I was sparring with a man who was a match for me in size, strength, skill, and intensity. In a moment of carelessness, I threw what I thought was going to be a no-contact jab to the face. Thank God it missed. Without realizing it, I’d put way too much power into that jab. Believe me, I heard from a Sensei about it immediately after that match. No, I’m not going to dissect what was said or how it was said. Frankly, there is no “best way” to say what he had to say, so I’m not even going to “go there.”
In a nutshell, “You could have killed him.”

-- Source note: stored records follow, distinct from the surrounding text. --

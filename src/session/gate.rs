//! The gate that protected views sit behind.
//!
//! A gate starts in `Checking` and holds back all protected content until the
//! first session-state resolution arrives. From then on it only moves between
//! `Authenticated` and `Unauthenticated`; `Checking` is never re-entered. A
//! redirect to the sign-in surface is issued exactly once per transition into
//! `Unauthenticated`, so repeated "still signed out" notifications do not
//! stack up redirects.

use crate::session::Session;

/// Where the gate currently stands.
#[derive(Debug, Clone, Copy, PartialEq, Eq)]
enum GateState {
    /// No session-state resolution has arrived yet.
    Checking,
    /// The last resolution reported a signed-in user.
    Authenticated,
    /// The last resolution reported no user.
    Unauthenticated,
}

/// What the caller should do after feeding a session resolution to the gate.
#[derive(Debug, Clone, Copy, PartialEq, Eq)]
pub enum GateEffect {
    /// A user is present: render the protected content.
    RenderProtected,
    /// The user became absent: redirect to the sign-in surface.
    Redirect,
    /// The user is still absent and the redirect has already been issued.
    AlreadyRedirected,
}

/// The session gate state machine.
///
/// Callers construct one gate per protected surface, feed it every
/// session-state resolution via [SessionGate::observe], and act on the
/// returned effect. While [SessionGate::is_checking] is true, only a
/// placeholder may be shown.
#[derive(Debug)]
pub struct SessionGate {
    state: GateState,
}

impl SessionGate {
    /// A fresh gate in the `Checking` state.
    pub fn new() -> Self {
        Self {
            state: GateState::Checking,
        }
    }

    /// Whether no session resolution has arrived yet.
    ///
    /// Protected content must not be rendered while this returns true.
    pub fn is_checking(&self) -> bool {
        self.state == GateState::Checking
    }

    /// Feed a session-state resolution to the gate.
    pub fn observe(&mut self, session: Option<&Session>) -> GateEffect {
        match session {
            Some(_) => {
                self.state = GateState::Authenticated;
                GateEffect::RenderProtected
            }
            None if self.state == GateState::Unauthenticated => GateEffect::AlreadyRedirected,
            None => {
                self.state = GateState::Unauthenticated;
                GateEffect::Redirect
            }
        }
    }
}

impl Default for SessionGate {
    fn default() -> Self {
        Self::new()
    }
}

I took that warning very seriously. I don’t blame any of you readers one bit if you want to roast me over coals for that moment of carelessness. I know in my heart that I have changed, I will grow, and I have learned. Controlling the use of force will be pounded into my muscle memory more and more as time goes by if I train diligently. Nothing anyone can say will change the fact that I am turning things around, and that is something I can hold my head up about.
I know Karate isn’t about arranging flowers. I’ve always been aware that I’m learning how to hurt and kill people. So why am I making such a big deal out of this? It could be because of the circumstances. It would have been much nicer if, for instance, I’d been performing a kata and some Sensei had said, “You did that strike so well it would’ve felled an ox!” Or if I’d punched a bag and heard a thunderous THUD echoing through the dojo. Maybe, at only eight months into my training, I wasn’t expecting to hear that I am capable of killing someone. And maybe I just plain don’t want to hurt or kill.
[scratching record sound] WHAAAAAAAAAAAT?!?
You read that right. I’m training my body to become a weapon, but I don’t want to hurt or kill. I will if I have to – Mama Grizzly Bear will defend her cubs! It’s just that I remember the things my Grandfather (WWII veteran) said about taking a human life. And as someone who has given birth twice and nurtured those lives for almost eighteen years now, it’s hard to abruptly adjust to the fact that I can also take life. That idea had, until the day I was warned, been relegated to the fuzzy realm of “someday.”
I’m processing what being able to kill means to the person I’m becoming. I’ve figured out a thing or two – otherwise I wouldn’t have written the preceding paragraphs, right? I know I’m even more diligent than ever in learning how to control myself during drills and kumite, and this is a good step. But on an emotional level, I’m still processing the concepts. I have a feeling I’ll be revisiting this issue and working through everything that goes with it throughout my karate career. Am I correct?
It was tempting for me to just never let anyone know, but this blog is about the experiences of a beginner. Sometimes us beginners have to deal with hard things. I’ve bared my heart, so I’m vulnerable. I won’t ask for anything but honest responses. If you hurt me in love or if you hurt me because you enjoy inflicting pain, I will learn and grow. If even just one person can benefit from what I’ve written, it’ll be worth everything.